In the entries below, find each line with the word "license" and pull it out.

________________________

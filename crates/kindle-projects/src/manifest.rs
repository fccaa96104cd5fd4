//! package.json manifest updates

use crate::error::{Error, Result};
use camino::{Utf8Path, Utf8PathBuf};
use kindle_core::types::Answers;
use serde::Serialize;
use serde_json::{Map, Value};
use tracing::{debug, info};

/// Manifest file name inside the project directory
pub const MANIFEST_FILE: &str = "package.json";

/// Path of the manifest inside `project_dir`
pub fn manifest_path(project_dir: &Utf8Path) -> Utf8PathBuf {
    project_dir.join(MANIFEST_FILE)
}

/// Overwrite `name`, `description` and `license` in the project's manifest.
///
/// All other fields keep their value and position. The file is rewritten only
/// after it has been read and parsed successfully, so a malformed manifest is
/// left as it was.
pub async fn update_manifest(project_dir: &Utf8Path, answers: &Answers) -> Result<()> {
    let path = manifest_path(project_dir);
    info!("Updating manifest: {}", path);

    let content = match tokio::fs::read_to_string(&path).await {
        Ok(content) => content,
        Err(e) if e.kind() == std::io::ErrorKind::NotFound => {
            return Err(Error::manifest_not_found(path.as_str()));
        }
        Err(e) => return Err(e.into()),
    };

    let updated = apply_answers(&path, &content, answers)?;

    tokio::fs::write(&path, updated).await?;
    debug!("Manifest written");
    Ok(())
}

/// Apply the answers to manifest text and return the new text
fn apply_answers(path: &Utf8Path, content: &str, answers: &Answers) -> Result<String> {
    let mut manifest: Map<String, Value> = match serde_json::from_str(content) {
        Ok(Value::Object(map)) => map,
        Ok(_) => {
            return Err(Error::invalid_manifest(
                path.as_str(),
                "expected a JSON object at the top level",
            ))
        }
        Err(e) => return Err(Error::invalid_manifest(path.as_str(), e.to_string())),
    };

    // Insert keeps the position of keys that already exist
    manifest.insert("name".to_string(), Value::from(answers.name()));
    manifest.insert("description".to_string(), Value::from(answers.description()));
    manifest.insert(
        "license".to_string(),
        Value::from(answers.license().as_str()),
    );

    Ok(to_pretty_json(&manifest)?)
}

/// Serialize with two-space indentation and a trailing newline
fn to_pretty_json<T: Serialize>(value: &T) -> serde_json::Result<String> {
    let mut out = serde_json::to_string_pretty(value)?;
    out.push('\n');
    Ok(out)
}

________________________

PROBLEM SOLUTION -
/// Overwrite `name`, `description` and `license` in the project's manifest.
        "license".to_string(),
        Value::from(answers.license().as_str()),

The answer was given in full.